The Cave of Hercules (Cueva de Hércules) is a subterranean vaulted space dating back to Roman times located in the alley of San Ginés (Callejón San Ginés) in the city of Toledo, Spain. The cave is under a building located where the Church of San Ginés, Toledo stood until 1841.

== History ==
The structure was likely constructed in the time of the Roman Empire, probably towards the second half of the 1st century. It appears to have been a water reservoir supplied via the aqueduct bridge which brought water across the River Tagus.

It is located in the east corner of the current courtyard and was built in two construction phases. It was covered with a barrel vault, realized in ashlar, and displayed the aspect of a great tank to the open sky, with an overflow at the edge. The first half of the wall, made in Roman concrete and covered with opus signinum, is preserved, and overlooks San Ginés alley.

The structure was deeply altered with the construction of an arcade of three arches of ashlars in the southwest side. This divides the primitive one in two and currently separates it from the other half of the deposit, belonging to No. 2 of San Ginés street. It is unknown whether this change occurred in the first or second phase of construction. The second half of the northeast wall that faces the street was constructed in the second Roman phase. A facade was built in opus quadratum of seven rows of ashlars of varying size, which is attached to the northeast lateral wall of the hydraulic structure of the first phase.

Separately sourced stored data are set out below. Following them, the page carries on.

use anyhow::Result;
use log::{debug, info, warn};

use super::resolve::{Quantizer, resolve_entries};
use super::{Atlas, BuildOutput};
use crate::error::AtlasError;
use crate::packing::{Selection, Size, select_best};

/// Occupancy an atlas must exceed before its size is accepted
const OCCUPANCY_THRESHOLD: f64 = 0.5;

/// Largest supported quantization shift
pub const MAX_ALIGN_SHIFT: u32 = 15;

/// Configuration for atlas building
#[derive(Debug, Clone)]
pub struct AtlasBuilder {
    pub max_width: u32,
    pub max_height: u32,
    pub max_atlas_count: usize,
    pub optimize_size: bool,
    pub force_square: bool,
    pub allow_rotation: bool,
    pub align_shift: u32,
    requests: Vec<Size>,
}

/// Candidate bin size search state for a single atlas
struct SizeSearch {
    width: u32,
    height: u32,
    /// Size before the most recent shrink step
    previous: Option<(u32, u32)>,
    reverted: bool,
    pass: u32,
}

impl AtlasBuilder {
    pub fn new(max_width: u32, max_height: u32) -> Self {
        Self {
            max_width,
            max_height,
            max_atlas_count: 1,
            optimize_size: true,
            force_square: false,
            allow_rotation: true,
            align_shift: 0,
            requests: Vec::new(),
        }
    }

    pub fn max_atlas_count(mut self, count: usize) -> Self {
        self.max_atlas_count = count;
        self
    }

    pub fn optimize_size(mut self, optimize: bool) -> Self {
        self.optimize_size = optimize;
        self
    }

    pub fn force_square(mut self, square: bool) -> Self {
        self.force_square = square;
        self
    }

    pub fn allow_rotation(mut self, rotation: bool) -> Self {
        self.allow_rotation = rotation;
        self
    }

    pub fn align_shift(mut self, shift: u32) -> Self {
        self.align_shift = shift;
        self
    }

    /// Append a request; returns its index in the build output
    pub fn add_rect(&mut self, width: u32, height: u32) -> usize {
        self.requests.push(Size::new(width, height));
        self.requests.len() - 1
    }

    /// Requests added so far, in index order
    pub fn rects(&self) -> &[Size] {
        &self.requests
    }

    fn validate(&self) -> Result<(u32, u32), AtlasError> {
        if self.max_atlas_count == 0 {
            return Err(AtlasError::InvalidConfig(
                "maximum atlas count must be at least 1".to_string(),
            ));
        }
        if self.align_shift > MAX_ALIGN_SHIFT {
            return Err(AtlasError::InvalidConfig(format!(
                "align shift {} is larger than {}",
                self.align_shift, MAX_ALIGN_SHIFT
            )));
        }

        let quantizer = Quantizer::new(self.align_shift);
        let bin = (
            quantizer.down(self.max_width),
            quantizer.down(self.max_height),
        );
        if bin.0 == 0 || bin.1 == 0 {
            return Err(AtlasError::InvalidConfig(format!(
                "atlas size {}x{} is smaller than one {}px cell",
                self.max_width,
                self.max_height,
                1u32 << self.align_shift
            )));
        }

        Ok(bin)
    }

    /// Longer side against the bin's longer side, shorter against shorter.
    ///
    /// Orientation is ignored: with rotation off a request that only fits
    /// turned passes here and is left over by the packer instead.
    fn fits_bin(size: Size, bin_width: u32, bin_height: u32) -> bool {
        size.width.max(size.height) <= bin_width.max(bin_height)
            && size.width.min(size.height) <= bin_width.min(bin_height)
    }

    /// Pack all added requests into at most `max_atlas_count` atlases
    pub fn build(&self) -> Result<BuildOutput> {
        let (bin_width, bin_height) = self.validate()?;
        let quantizer = Quantizer::new(self.align_shift);
        let quantized: Vec<Size> = self.requests.iter().map(|&r| quantizer.size(r)).collect();

        if let Some(index) = quantized
            .iter()
            .position(|&size| !Self::fits_bin(size, bin_width, bin_height))
        {
            let request = self.requests[index];
            warn!(
                "Request {} ({}x{}) can never fit a {}x{} atlas, nothing was packed",
                index, request.width, request.height, self.max_width, self.max_height
            );
            return Ok(BuildOutput {
                atlases: Vec::new(),
                unplaced: (0..self.requests.len()).collect(),
                oversize: false,
            });
        }

        let mut claimed = vec![false; self.requests.len()];
        let mut remaining = quantized;
        let mut atlases: Vec<Atlas> = Vec::new();
        let mut oversize = false;

        while !remaining.is_empty() && atlases.len() < self.max_atlas_count {
            let index = atlases.len();
            let (width, height, selection) =
                self.search_size(index, bin_width, bin_height, &remaining);

            if selection.packer.used_rects().is_empty() {
                warn!(
                    "Atlas {}: none of the {} remaining requests could be placed",
                    index,
                    remaining.len()
                );
                break;
            }

            if selection.oversize {
                debug!(
                    "Atlas {}: {} requests left over at {}x{}",
                    index,
                    selection.remaining.len(),
                    width,
                    height
                );
            }
            oversize |= selection.oversize;

            let entries = resolve_entries(
                index,
                selection.packer.used_rects(),
                &self.requests,
                &mut claimed,
                quantizer,
            )?;

            let atlas = Atlas {
                index,
                width: quantizer.descale(width),
                height: quantizer.descale(height),
                occupancy: selection.packer.occupancy(),
                entries,
            };

            info!(
                "Atlas {}: {}x{} with {} entries ({:.1}% occupancy, {})",
                index,
                atlas.width,
                atlas.height,
                atlas.entries.len(),
                atlas.occupancy * 100.0,
                selection.heuristic,
            );

            atlases.push(atlas);
            remaining = selection.remaining;
        }

        let unplaced: Vec<usize> = claimed
            .iter()
            .enumerate()
            .filter(|(_, taken)| !**taken)
            .map(|(i, _)| i)
            .collect();

        if !unplaced.is_empty() {
            warn!(
                "{} request(s) did not fit in {} atlas(es)",
                unplaced.len(),
                self.max_atlas_count
            );
        }

        let output = BuildOutput {
            atlases,
            unplaced,
            oversize,
        };

        info!(
            "Created {} atlas(es) with {} total entries",
            output.atlases.len(),
            output.placed_count()
        );

        Ok(output)
    }

    /// Find the bin size for one atlas, starting from the full size.
    ///
    /// A size is accepted when the first pass is more than half full, a later
    /// pass is more than half full with everything placed, the search has just
    /// reverted a shrink that lost requests, or size optimization is off.
    /// Otherwise a size that places everything is shrunk and a size that does
    /// not is grown back.
    fn search_size(
        &self,
        atlas_index: usize,
        max_width: u32,
        max_height: u32,
        remaining: &[Size],
    ) -> (u32, u32, Selection) {
        let mut search = SizeSearch {
            width: max_width,
            height: max_height,
            previous: None,
            reverted: false,
            pass: 1,
        };

        loop {
            let selection = select_best(search.width, search.height, remaining, self.allow_rotation);
            let occupancy = selection.packer.occupancy();

            debug!(
                "Atlas {} pass {}: {}x{} occupancy {:.1}%, placed {}/{}",
                atlas_index,
                search.pass,
                search.width,
                search.height,
                occupancy * 100.0,
                remaining.len() - selection.remaining.len(),
                remaining.len()
            );

            let first_pass_full = search.pass == 1 && occupancy > OCCUPANCY_THRESHOLD;
            let later_pass_full =
                search.pass > 1 && occupancy > OCCUPANCY_THRESHOLD && selection.all_placed;

            if first_pass_full || later_pass_full || search.reverted || !self.optimize_size {
                return (search.width, search.height, selection);
            }

            if !selection.all_placed {
                // Only a shrunk size can be grown back; at full size the
                // revert would retry the same bin, so accept it right away
                let Some((width, height)) = search.previous.take() else {
                    return (search.width, search.height, selection);
                };
                search.width = width;
                search.height = height;
                search.reverted = true;
            } else {
                let Some((width, height)) = self.shrink(search.width, search.height) else {
                    return (search.width, search.height, selection);
                };
                search.previous = Some((search.width, search.height));
                search.width = width;
                search.height = height;
            }

            search.pass += 1;
        }
    }

    /// Halve both sides when forcing square steps, otherwise the larger side.
    /// Returns `None` when the side to halve is already a single cell.
    fn shrink(&self, width: u32, height: u32) -> Option<(u32, u32)> {
        if self.force_square {
            (width > 1 && height > 1).then(|| (width / 2, height / 2))
        } else if width < height {
            (height > 1).then(|| (width, height / 2))
        } else {
            (width > 1).then(|| (width / 2, height))
        }
    }
}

The size was increased from the northwest to the southeast by creating a new line of orientation to the wall, which is the one that generates the trapezoidal plant that will have the nave. In this space, different rupture interfaces are observed along the entire surface.

In the Visigothic era, it is probable that there was a Visigothic church on the property. In the Al-Andalus period, constructions were developed, probably a mosque, in whose walls were embedded Visigothic reliefs. This mosque followed a structure similar to others of the city, being a small oratory with practically square plant, four interior columns and nine vaults or domes.

The first references to this property as the church of San Ginés come from 1148. At the end of this Late medieval epoch, or the beginning of the Early modern age, a series of changes were made, such as the creation of five individual chapels.

The building deteriorated during a prolonged period of the Early modern era. Abandoned and closed to the public during the 18th century, the church was demolished in 1841. The wall of the entrance, where several Visigothic reliefs are embedded, was partially preserved, as were the remains of the sacristy. The lot, including the vaults beneath, was put up for sale and was parceled out among several neighbors.

==See also==
- Caves of Hercules

== Exhibitions ==
The entrance to the Caves leads the visitor through a wide space with a metal and glass structure that houses the Museum of the Caves of Hercules, where you can see exhibitions of contemporary artists, organized by the Consorcio de Toledo.